Drilling is scheduled to begin shortly in Cuba on three new gold discoveries belonging to Joutel Resources (TSE).

The first discovery, La Zona Barita, is on the Sierra Maestra concession in the southeast, about 15 km west of Santiago de Cuba. The zone, which is near the copper mine known as El Cobre, is silicified and has been traced for 3 km. Five trenches have exposed the mineralization over a strike length of 550 metres. Significant trench results include 1.82 grams gold per tonne over 40 metres in Trench BZ-02, 1.42 grams over 61.3 metres in BZ-03 and 0.91 grams over 142 metres in BZ-04.

The gold zone occurs in felsic tuffs, in the immediate footwall of a massive barite horizon. It remains open to the east and west along strike, and Joutel believes the potential exists to develop a large, open-pit, heap-leachable deposit.

The trenches have been mapped and a 10-hole, 2,500-metre program is expected to begin soon.

The second discovery, El Jaguey, is on the Vidot Cascorro concession, 50 km southeast of Camaguey. Here, a previously reported zinc-copper-barite-gold occurrence has been stripped off and washed, exposing a 50-by-50-metre area of highly altered, felsic-to-intermediate volcanic rocks. An older drill hole near the showing intersected 6.5% zinc over 16.5 metres.

The occurrence appears to be structurally controlled and spatially related to a regional deformation zone that was identified by an airborne geophysical survey completed by Joutel. Preliminary sampling of the zone has returned elevated gold values of up to 34 grams. The high gold values are related to visible gold in fault planes that cut altered felsic volcanic rocks. Further stripping, as well as mapping and geophysics, is planned prior to drilling.

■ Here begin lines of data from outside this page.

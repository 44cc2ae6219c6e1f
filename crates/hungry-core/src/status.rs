//! Tag enums carried by every domain response.

use serde::{Deserialize, Serialize};
use std::fmt;

/// Food delivery platform a response belongs to.
#[derive(Debug, Clone, Copy, Default, PartialEq, Eq, Hash, Serialize, Deserialize)]
#[serde(rename_all = "snake_case")]
pub enum Platform {
    #[default]
    UberEats,
}

/// Where the content of a response came from.
#[derive(Debug, Clone, Copy, PartialEq, Eq, Hash, Serialize, Deserialize)]
#[serde(rename_all = "snake_case")]
pub enum ResponseSource {
    /// The restaurant search worker (pre-compiled database).
    FastDatabase,
    /// The ordering worker driving a browser.
    BrowserAutomation,
    /// Static content produced locally because the worker path was unavailable.
    StaticFallback,
}

impl ResponseSource {
    /// Returns true if the content was produced by a live worker.
    pub fn is_worker_backed(&self) -> bool {
        !matches!(self, Self::StaticFallback)
    }
}

impl fmt::Display for ResponseSource {
    fn fmt(&self, f: &mut fmt::Formatter<'_>) -> fmt::Result {
        let s = match self {
            Self::FastDatabase => "fast_database",
            Self::BrowserAutomation => "browser_automation",
            Self::StaticFallback => "static_fallback",
        };
        f.write_str(s)
    }
}

/// Outcome tag of the operation that produced a response.
#[derive(Debug, Clone, Copy, PartialEq, Eq, Hash, Serialize, Deserialize)]
#[serde(rename_all = "snake_case")]
pub enum ResponseStatus {
    SearchCompleted,
    DetailsRetrieved,
    TopRatedRetrieved,
    AreaSearchCompleted,
    /// A long-running menu search was started on the ordering worker.
    SearchStarted,
    ResultsReady,
    OrderStarted,
    MultiOrderStarted,
    HealthChecked,
    /// Several background menu searches were started at once.
    BatchCreated,
    BatchStatusRetrieved,
    BatchCancelled,
}
//! Worker lifecycle: lazy start, crash detection, restart and shutdown.

use std::sync::atomic::{AtomicBool, Ordering};
use std::sync::{Arc, Mutex, MutexGuard, PoisonError};

use serde_json::json;
use tokio::sync::Mutex as AsyncMutex;
use tracing::{debug, info, warn};

use crate::codec::Message;
use crate::config::{ClientConfig, PROTOCOL_VERSION};
use crate::connection::Connection;
use crate::error::McpError;
use crate::launcher::WorkerLauncher;
use crate::pending::RequestIds;

/// Observable state of the worker.
#[derive(Debug, Clone, Copy, PartialEq, Eq)]
pub enum WorkerState {
    /// Never started, or terminated.
    Absent,
    /// A start is in progress.
    Starting,
    /// Running with an open output stream.
    Ready,
    /// Started earlier but has since died.
    Exited,
}

impl std::fmt::Display for WorkerState {
    fn fmt(&self, f: &mut std::fmt::Formatter<'_>) -> std::fmt::Result {
        match self {
            Self::Absent => write!(f, "absent"),
            Self::Starting => write!(f, "starting"),
            Self::Ready => write!(f, "ready"),
            Self::Exited => write!(f, "exited"),
        }
    }
}

/// Owns the single worker of a client.
///
/// Startup is serialized: concurrent callers that find no live worker wait on
/// one start instead of launching their own.
pub struct Supervisor {
    launcher: Arc<dyn WorkerLauncher>,
    config: ClientConfig,
    ids: Arc<RequestIds>,
    current: Mutex<Option<Arc<Connection>>>,
    init_lock: AsyncMutex<()>,
    starting: AtomicBool,
}

struct StartingFlag<'a>(&'a AtomicBool);

impl<'a> StartingFlag<'a> {
    fn raise(flag: &'a AtomicBool) -> Self {
        flag.store(true, Ordering::Release);
        Self(flag)
    }
}

impl Drop for StartingFlag<'_> {
    fn drop(&mut self) {
        self.0.store(false, Ordering::Release);
    }
}

impl Supervisor {
    pub fn new(launcher: Arc<dyn WorkerLauncher>, config: ClientConfig, ids: Arc<RequestIds>) -> Self {
        Self {
            launcher,
            config,
            ids,
            current: Mutex::new(None),
            init_lock: AsyncMutex::new(()),
            starting: AtomicBool::new(false),
        }
    }

    pub fn config(&self) -> &ClientConfig {
        &self.config
    }

    fn current(&self) -> MutexGuard<'_, Option<Arc<Connection>>> {
        self.current.lock().unwrap_or_else(PoisonError::into_inner)
    }

    fn live(&self) -> Option<Arc<Connection>> {
        self.current()
            .as_ref()
            .filter(|conn| conn.is_alive())
            .map(Arc::clone)
    }

    /// Current worker state without side effects.
    pub fn probe(&self) -> WorkerState {
        if self.starting.load(Ordering::Acquire) {
            return WorkerState::Starting;
        }
        match self.current().as_ref() {
            None => WorkerState::Absent,
            Some(conn) if conn.is_alive() => WorkerState::Ready,
            Some(_) => WorkerState::Exited,
        }
    }

    /// Requests waiting on the current worker.
    pub fn pending_requests(&self) -> usize {
        self.current().as_ref().map_or(0, |conn| conn.pending_len())
    }

    /// Make sure a live worker exists, starting or restarting one if needed.
    pub async fn ensure_running(&self) -> Result<(), McpError> {
        self.connection().await.map(|_| ())
    }

    pub(crate) async fn connection(&self) -> Result<Arc<Connection>, McpError> {
        if let Some(conn) = self.live() {
            return Ok(conn);
        }

        let _init = self.init_lock.lock().await;
        // Someone else may have finished a start while we waited.
        if let Some(conn) = self.live() {
            return Ok(conn);
        }

        let stale = self.current().take();
        if let Some(stale) = stale {
            info!(worker = %self.launcher.name(), "Worker exited, restarting");
            if let Err(e) = stale.close(self.config.shutdown_grace).await {
                warn!(worker = %self.launcher.name(), error = %e, "Failed to clean up exited worker");
            }
        }

        let _flag = StartingFlag::raise(&self.starting);
        let conn = Arc::new(self.start().await?);
        *self.current() = Some(Arc::clone(&conn));
        info!(worker = %self.launcher.name(), "Worker ready");
        Ok(conn)
    }

    async fn start(&self) -> Result<Connection, McpError> {
        let name = self.launcher.name();
        let (process, io) = self.launcher.launch().await?;
        let pid = process.pid();
        let conn = Connection::open(name, process, io);
        debug!(worker = %name, ?pid, "Worker launched");

        if !self.config.startup_delay.is_zero() {
            tokio::time::sleep(self.config.startup_delay).await;
        }

        // Workers that skip the handshake are still usable.
        if let Err(e) = self.handshake(&conn).await {
            warn!(worker = %name, error = %e, "Handshake failed, continuing without it");
        }
        Ok(conn)
    }

    async fn handshake(&self, conn: &Connection) -> Result<(), McpError> {
        let info = &self.config.client_info;
        let params = json!({
            "protocolVersion": PROTOCOL_VERSION,
            "capabilities": { "tools": {} },
            "clientInfo": { "name": info.name, "version": info.version },
        });

        let id = self.ids.next();
        let response = conn
            .request(id, "initialize", params, self.config.timeouts.fast)
            .await?;
        let server = response.get("serverInfo").cloned().unwrap_or_default();
        debug!(
            worker = %self.launcher.name(),
            server = %server,
            "Worker initialized"
        );

        conn.send(&Message::notification("notifications/initialized", json!({})))
            .await
    }

    /// Stop the worker if one exists. Safe to call repeatedly.
    pub async fn terminate(&self) -> Result<(), McpError> {
        let _init = self.init_lock.lock().await;
        let conn = self.current().take();
        match conn {
            Some(conn) => {
                info!(worker = %self.launcher.name(), "Stopping worker");
                let result = conn.close(self.config.shutdown_grace).await;
                info!(worker = %self.launcher.name(), "Worker stopped");
                result
            }
            None => {
                debug!(worker = %self.launcher.name(), "No worker to stop");
                Ok(())
            }
        }
    }
}

#[cfg(test)]
mod tests {
    use super::*;
    use crate::testing::{quick_config, FakeLauncher, Reply};
    use serde_json::Value;

    fn supervisor(launcher: Arc<FakeLauncher>) -> Supervisor {
        Supervisor::new(launcher, quick_config(), Arc::new(RequestIds::new()))
    }

    #[tokio::test]
    async fn test_starts_lazily() {
        let launcher = FakeLauncher::auto(|_, _| Reply::Result(Value::Null));
        let sup = supervisor(Arc::clone(&launcher));

        assert_eq!(sup.probe(), WorkerState::Absent);
        assert_eq!(launcher.launches(), 0);

        sup.ensure_running().await.unwrap();
        assert_eq!(sup.probe(), WorkerState::Ready);
        assert_eq!(launcher.launches(), 1);

        sup.ensure_running().await.unwrap();
        assert_eq!(launcher.launches(), 1);
    }

    #[tokio::test]
    async fn test_handshake_is_sent_first() {
        let (launcher, mut workers) = FakeLauncher::manual();
        let sup = Arc::new(supervisor(launcher));

        let start = {
            let sup = Arc::clone(&sup);
            tokio::spawn(async move { sup.ensure_running().await })
        };
        let mut worker = workers.recv().await.unwrap();

        match worker.next_message().await.unwrap() {
            Message::Request { id, method, params } => {
                assert_eq!(method, "initialize");
                assert_eq!(params["protocolVersion"], PROTOCOL_VERSION);
                assert_eq!(params["clientInfo"]["name"], "hungry-agent");
                worker.respond(id, crate::testing::initialize_result()).await;
            }
            other => panic!("Expected initialize, got {:?}", other),
        }
        match worker.next_message().await.unwrap() {
            Message::Notification { method, .. } => assert_eq!(method, "notifications/initialized"),
            other => panic!("Expected notification, got {:?}", other),
        }

        start.await.unwrap().unwrap();
        assert_eq!(sup.probe(), WorkerState::Ready);
    }

    #[tokio::test]
    async fn test_concurrent_starts_coalesce() {
        let launcher = FakeLauncher::auto(|_, _| Reply::Result(Value::Null));
        let sup = Arc::new(supervisor(Arc::clone(&launcher)));

        let handles: Vec<_> = (0..8)
            .map(|_| {
                let sup = Arc::clone(&sup);
                tokio::spawn(async move { sup.ensure_running().await })
            })
            .collect();
        for handle in handles {
            handle.await.unwrap().unwrap();
        }

        assert_eq!(launcher.launches(), 1);
    }

    #[tokio::test]
    async fn test_spawn_failure_is_retryable() {
        let launcher = FakeLauncher::auto(|_, _| Reply::Result(Value::Null));
        launcher.fail_next(1);
        let sup = supervisor(Arc::clone(&launcher));

        let err = sup.ensure_running().await.unwrap_err();
        assert!(matches!(err, McpError::Spawn { .. }));
        assert_eq!(sup.probe(), WorkerState::Absent);

        sup.ensure_running().await.unwrap();
        assert_eq!(sup.probe(), WorkerState::Ready);
        assert_eq!(launcher.launches(), 2);
    }

    #[tokio::test]
    async fn test_crash_is_detected_and_restarted() {
        let (launcher, mut workers) = FakeLauncher::manual();
        let sup = Arc::new(supervisor(Arc::clone(&launcher)));

        let start = {
            let sup = Arc::clone(&sup);
            tokio::spawn(async move { sup.ensure_running().await })
        };
        let mut worker = workers.recv().await.unwrap();
        worker.complete_handshake().await;
        start.await.unwrap().unwrap();

        worker.alive.store(false, Ordering::SeqCst);
        drop(worker);
        tokio::task::yield_now().await;
        assert_eq!(sup.probe(), WorkerState::Exited);

        let restart = {
            let sup = Arc::clone(&sup);
            tokio::spawn(async move { sup.ensure_running().await })
        };
        let mut replacement = workers.recv().await.unwrap();
        replacement.complete_handshake().await;
        restart.await.unwrap().unwrap();

        assert_eq!(sup.probe(), WorkerState::Ready);
        assert_eq!(launcher.launches(), 2);
    }

    #[tokio::test]
    async fn test_silent_worker_still_becomes_ready() {
        let (launcher, mut workers) = FakeLauncher::manual();
        let sup = Arc::new(supervisor(launcher));

        let start = {
            let sup = Arc::clone(&sup);
            tokio::spawn(async move { sup.ensure_running().await })
        };
        // Keep the worker alive but never answer initialize.
        let _worker = workers.recv().await.unwrap();

        start.await.unwrap().unwrap();
        assert_eq!(sup.probe(), WorkerState::Ready);
    }

    #[tokio::test]
    async fn test_terminate_is_idempotent() {
        let launcher = FakeLauncher::auto(|_, _| Reply::Result(Value::Null));
        let sup = supervisor(launcher);

        sup.terminate().await.unwrap();
        sup.ensure_running().await.unwrap();
        sup.terminate().await.unwrap();
        assert_eq!(sup.probe(), WorkerState::Absent);
        sup.terminate().await.unwrap();
        assert_eq!(sup.probe(), WorkerState::Absent);
    }
}
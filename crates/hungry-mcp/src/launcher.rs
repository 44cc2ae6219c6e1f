//! Starting worker processes.
//!
//! [`WorkerLauncher`] is the seam between the supervisor and the operating
//! system: the production [`ProcessLauncher`] spawns a child process, tests
//! plug in in-memory workers.

use std::process::Stdio;
use std::time::Duration;

use async_trait::async_trait;
use tokio::io::{AsyncRead, AsyncWrite};
use tokio::process::{Child, Command};
use tracing::{debug, info, warn};

use crate::config::WorkerConfig;
use crate::error::McpError;

pub type BoxedWriter = Box<dyn AsyncWrite + Send + Unpin>;
pub type BoxedReader = Box<dyn AsyncRead + Send + Unpin>;

/// The stdio streams of a started worker.
pub struct WorkerIo {
    pub stdin: BoxedWriter,
    pub stdout: BoxedReader,
    pub stderr: Option<BoxedReader>,
}

/// Handle to a running worker.
#[async_trait]
pub trait WorkerProcess: Send {
    /// OS process id, if there is one.
    fn pid(&self) -> Option<u32>;

    /// Non-blocking check whether the worker is still running.
    fn is_running(&mut self) -> bool;

    /// Stop the worker, killing it if it does not exit within the grace period.
    ///
    /// Callers close the worker's stdin first; that is the graceful stop
    /// signal for stdio workers. Workers that ignore it get a termination
    /// request and another `grace` before being killed.
    async fn stop(&mut self, grace: Duration) -> Result<(), McpError>;
}

/// Starts workers on behalf of the supervisor.
#[async_trait]
pub trait WorkerLauncher: Send + Sync {
    /// Name used in logs.
    fn name(&self) -> &str;

    /// Start a new worker.
    async fn launch(&self) -> Result<(Box<dyn WorkerProcess>, WorkerIo), McpError>;
}

/// Launches workers as child processes.
#[derive(Debug, Clone)]
pub struct ProcessLauncher {
    config: WorkerConfig,
}

impl ProcessLauncher {
    pub fn new(config: WorkerConfig) -> Self {
        Self { config }
    }

    fn command(&self) -> Command {
        let mut cmd = Command::new(&self.config.program);
        cmd.args(&self.config.args)
            .stdin(Stdio::piped())
            .stdout(Stdio::piped())
            .stderr(Stdio::piped())
            .kill_on_drop(true);

        if let Some(dir) = &self.config.working_dir {
            cmd.current_dir(dir);
        }

        for (key, value) in &self.config.env {
            cmd.env(key, value);
        }

        if let Some(credential) = &self.config.credential {
            cmd.env(credential.env_var(), credential.value());
        }

        cmd
    }
}

#[async_trait]
impl WorkerLauncher for ProcessLauncher {
    fn name(&self) -> &str {
        &self.config.program
    }

    async fn launch(&self) -> Result<(Box<dyn WorkerProcess>, WorkerIo), McpError> {
        info!(
            program = %self.config.program,
            args = ?self.config.args,
            working_dir = ?self.config.working_dir,
            "Spawning worker process"
        );

        let mut child = self.command().spawn().map_err(|source| McpError::Spawn {
            program: self.config.program.clone(),
            source,
        })?;

        let stdin = child.stdin.take().ok_or(McpError::MissingPipe("stdin"))?;
        let stdout = child.stdout.take().ok_or(McpError::MissingPipe("stdout"))?;
        let stderr = child.stderr.take();

        info!(pid = ?child.id(), "Worker process spawned");

        let io = WorkerIo {
            stdin: Box::new(stdin),
            stdout: Box::new(stdout),
            stderr: stderr.map(|s| Box::new(s) as BoxedReader),
        };

        Ok((Box::new(ChildProcess { child }), io))
    }
}

/// A worker running as an OS child process.
pub struct ChildProcess {
    child: Child,
}

#[async_trait]
impl WorkerProcess for ChildProcess {
    fn pid(&self) -> Option<u32> {
        self.child.id()
    }

    fn is_running(&mut self) -> bool {
        matches!(self.child.try_wait(), Ok(None))
    }

    async fn stop(&mut self, grace: Duration) -> Result<(), McpError> {
        if self.wait_for_exit(grace).await? {
            return Ok(());
        }

        self.request_termination().await;
        if self.wait_for_exit(grace).await? {
            return Ok(());
        }

        warn!(grace_ms = grace.as_millis() as u64, "Worker did not exit in time, killing");
        self.child.kill().await.map_err(McpError::Shutdown)?;
        debug!("Worker process killed");
        Ok(())
    }
}

impl ChildProcess {
    async fn wait_for_exit(&mut self, grace: Duration) -> Result<bool, McpError> {
        match tokio::time::timeout(grace, self.child.wait()).await {
            Ok(Ok(status)) => {
                info!(exit_code = ?status.code(), "Worker process exited");
                Ok(true)
            }
            Ok(Err(e)) => Err(McpError::Shutdown(e)),
            Err(_) => Ok(false),
        }
    }

    /// Send SIGTERM so the worker can shut down its own children.
    #[cfg(unix)]
    async fn request_termination(&mut self) {
        let Some(pid) = self.child.id() else {
            return;
        };
        debug!(pid, "Worker ignored stdin close, sending SIGTERM");
        let status = Command::new("kill")
            .arg("-TERM")
            .arg(pid.to_string())
            .stdin(Stdio::null())
            .stdout(Stdio::null())
            .stderr(Stdio::null())
            .status()
            .await;
        match status {
            Ok(status) if status.success() => {}
            Ok(status) => debug!(pid, exit_code = ?status.code(), "kill -TERM did not succeed"),
            Err(e) => warn!(pid, error = %e, "Could not signal worker"),
        }
    }

    #[cfg(not(unix))]
    async fn request_termination(&mut self) {}
}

The third discovery, La Vega, is 50 km southwest of Santa Clara on the Arimoa-Los Cerros concession.

Here, a soil survey was carried out over an area near a previously drilled hole that intersected a zone of altered mafic volcanic rocks grading 6 grams over 4.3 metres. The survey outlined a 2-by-1-km soil anomaly with values of up to 4 grams. The anomaly remains open to the east.

In preparation for drilling, the soil grid will be extended and ground geophysical surveys and trenching will be carried out.

Over the next 12 months, Joutel plans to spend at least US$2 million, more than half of which will finance diamond drilling (about 25,000 metres). The program will test many of the known mineral occurrences and several new geophysical targets.

The company has bought its own rig which, at presstime, was due to arrive at Santiago de Cuba. The drill will be operated by a crew of Canadians and Cubans.